### Provided information
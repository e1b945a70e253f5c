//! Translation lookup engine.

/// Miss reporting
pub mod report;
/// Translator façade
mod translator;

pub use report::{
    Miss,
    MissCollector,
    MissKind,
    MissReporter,
    RecordedMiss,
    SilentReporter,
    TracingReporter,
};
pub use translator::Translator;
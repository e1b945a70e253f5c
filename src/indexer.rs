//! Catalog directory indexing.

/// Indexer type definitions
pub mod types;
/// Directory walking and concurrent loading
pub mod workspace;

pub use types::{
    CatalogFailure,
    CatalogSet,
    IndexerError,
    UNDETERMINED_LANGUAGE,
};
pub use workspace::CatalogIndexer;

### Work task
You are asked to transcribe all of the data above exactly.

### Solution to the exercise
repository e1b945a70e253f5c
//! Translation lookup engine.

/// Miss reporting
pub mod report;
/// Translator façade
mod translator;

pub use report::{
    Miss,
    MissCollector,
    MissKind,
    MissReporter,
    RecordedMiss,
    SilentReporter,
    TracingReporter,
};
pub use translator::Translator;
repository e1b945a70e253f5c
filename src/indexer.rs
//! Catalog directory indexing.

/// Indexer type definitions
pub mod types;
/// Directory walking and concurrent loading
pub mod workspace;

pub use types::{
    CatalogFailure,
    CatalogSet,
    IndexerError,
    UNDETERMINED_LANGUAGE,
};
pub use workspace::CatalogIndexer;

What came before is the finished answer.